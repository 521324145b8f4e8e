//! Synthetic trace.dat writer.
//!
//! Builds version 6 or version 7 captures in memory from event formats and
//! records, so the decoder can be exercised without a kernel. Used by the
//! integration tests and by `gpuvis-tracegen`.

use crate::tracedat::bytes::Endian;
use crate::tracedat::compress::Codec;
use crate::tracedat::container::{option_id, FILE_VERSION_SECTIONED, FILE_VERSION_SEQUENTIAL, MAGIC};
use crate::tracedat::ringbuf::{TYPE_PADDING, TYPE_TIME_EXTEND};
use crate::tracedat::tsync::{Tsc2Nsec, TsyncTable};
use anyhow::{bail, Context, Result};
use std::fmt::Write as _;
use std::fs::File;
use std::io::{BufWriter, Write};
use std::path::Path;

const LONG_SIZE: usize = 8;
const PAGE_HEADER: usize = 8 + LONG_SIZE;
const COMMON_SIZE: usize = 8;
const MAX_SMALL_RECORD: usize = 28 * 4;
const MAX_DELTA: u64 = (1 << 27) - 1;

const HEADER_PAGE: &str = "\tfield: u64 timestamp;\toffset:0;\tsize:8;\tsigned:0;
\tfield: local_t commit;\toffset:8;\tsize:8;\tsigned:1;
\tfield: int overwrite;\toffset:8;\tsize:1;\tsigned:1;
\tfield: char data;\toffset:16;\tsize:4080;\tsigned:1;
";

const HEADER_EVENT: &str = "# compressed entry header
\ttype_len    :    5 bits
\ttime_delta  :   27 bits
\tarray       :   32 bits

\tpadding     : type == 29
\ttime_extend : type == 30
\ttime_stamp  : type == 31
\tdata max type_len  == 28
";

/// C type of an event field.
#[derive(Debug, Clone, Copy, PartialEq, Eq)]
pub enum FieldType {
    U8,
    U16,
    U32,
    U64,
    I32,
    I64,
    /// `unsigned long`, printed in hex.
    Long,
    Pointer,
    /// Fixed `char name[N]`.
    Char(usize),
    /// `__data_loc char[]` string stored after the fixed fields.
    Str,
}

impl FieldType {
    fn size(self) -> usize {
        match self {
            FieldType::U8 => 1,
            FieldType::U16 => 2,
            FieldType::U32 | FieldType::I32 | FieldType::Str => 4,
            FieldType::U64 | FieldType::I64 | FieldType::Long | FieldType::Pointer => 8,
            FieldType::Char(n) => n,
        }
    }

    fn declaration(self, name: &str) -> String {
        match self {
            FieldType::U8 => format!("unsigned char {}", name),
            FieldType::U16 => format!("unsigned short {}", name),
            FieldType::U32 => format!("unsigned int {}", name),
            FieldType::U64 => format!("u64 {}", name),
            FieldType::I32 => format!("int {}", name),
            FieldType::I64 => format!("s64 {}", name),
            FieldType::Long => format!("unsigned long {}", name),
            FieldType::Pointer => format!("void * {}", name),
            FieldType::Char(n) => format!("char {}[{}]", name, n),
            FieldType::Str => format!("__data_loc char[] {}", name),
        }
    }

    fn signed(self) -> bool {
        matches!(self, FieldType::I32 | FieldType::I64)
    }
}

════

Assignment
Return the data exactly. Include every record.

Exercise output
repository 521324145b8f4e8e
//! Synthetic trace.dat writer.
//!
//! Builds version 6 or version 7 captures in memory from event formats and
//! records, so the decoder can be exercised without a kernel. Used by the
//! integration tests and by `gpuvis-tracegen`.

use crate::tracedat::bytes::Endian;
use crate::tracedat::compress::Codec;
use crate::tracedat::container::{option_id, FILE_VERSION_SECTIONED, FILE_VERSION_SEQUENTIAL, MAGIC};
use crate::tracedat::ringbuf::{TYPE_PADDING, TYPE_TIME_EXTEND};
use crate::tracedat::tsync::{Tsc2Nsec, TsyncTable};
use anyhow::{bail, Context, Result};
use std::fmt::Write as _;
use std::fs::File;
use std::io::{BufWriter, Write};
use std::path::Path;

const LONG_SIZE: usize = 8;
const PAGE_HEADER: usize = 8 + LONG_SIZE;
const COMMON_SIZE: usize = 8;
const MAX_SMALL_RECORD: usize = 28 * 4;
const MAX_DELTA: u64 = (1 << 27) - 1;

const HEADER_PAGE: &str = "\tfield: u64 timestamp;\toffset:0;\tsize:8;\tsigned:0;
\tfield: local_t commit;\toffset:8;\tsize:8;\tsigned:1;
\tfield: int overwrite;\toffset:8;\tsize:1;\tsigned:1;
\tfield: char data;\toffset:16;\tsize:4080;\tsigned:1;
";

const HEADER_EVENT: &str = "# compressed entry header
\ttype_len    :    5 bits
\ttime_delta  :   27 bits
\tarray       :   32 bits

\tpadding     : type == 29
\ttime_extend : type == 30
\ttime_stamp  : type == 31
\tdata max type_len  == 28
";

/// C type of an event field.
#[derive(Debug, Clone, Copy, PartialEq, Eq)]
pub enum FieldType {
    U8,
    U16,
    U32,
    U64,
    I32,
    I64,
    /// `unsigned long`, printed in hex.
    Long,
    Pointer,
    /// Fixed `char name[N]`.
    Char(usize),
    /// `__data_loc char[]` string stored after the fixed fields.
    Str,
}

impl FieldType {
    fn size(self) -> usize {
        match self {
            FieldType::U8 => 1,
            FieldType::U16 => 2,
            FieldType::U32 | FieldType::I32 | FieldType::Str => 4,
            FieldType::U64 | FieldType::I64 | FieldType::Long | FieldType::Pointer => 8,
            FieldType::Char(n) => n,
        }
    }

    fn declaration(self, name: &str) -> String {
        match self {
            FieldType::U8 => format!("unsigned char {}", name),
            FieldType::U16 => format!("unsigned short {}", name),
            FieldType::U32 => format!("unsigned int {}", name),
            FieldType::U64 => format!("u64 {}", name),
            FieldType::I32 => format!("int {}", name),
            FieldType::I64 => format!("s64 {}", name),
            FieldType::Long => format!("unsigned long {}", name),
            FieldType::Pointer => format!("void * {}", name),
            FieldType::Char(n) => format!("char {}[{}]", name, n),
            FieldType::Str => format!("__data_loc char[] {}", name),
        }
    }

    fn signed(self) -> bool {
        matches!(self, FieldType::I32 | FieldType::I64)
    }
}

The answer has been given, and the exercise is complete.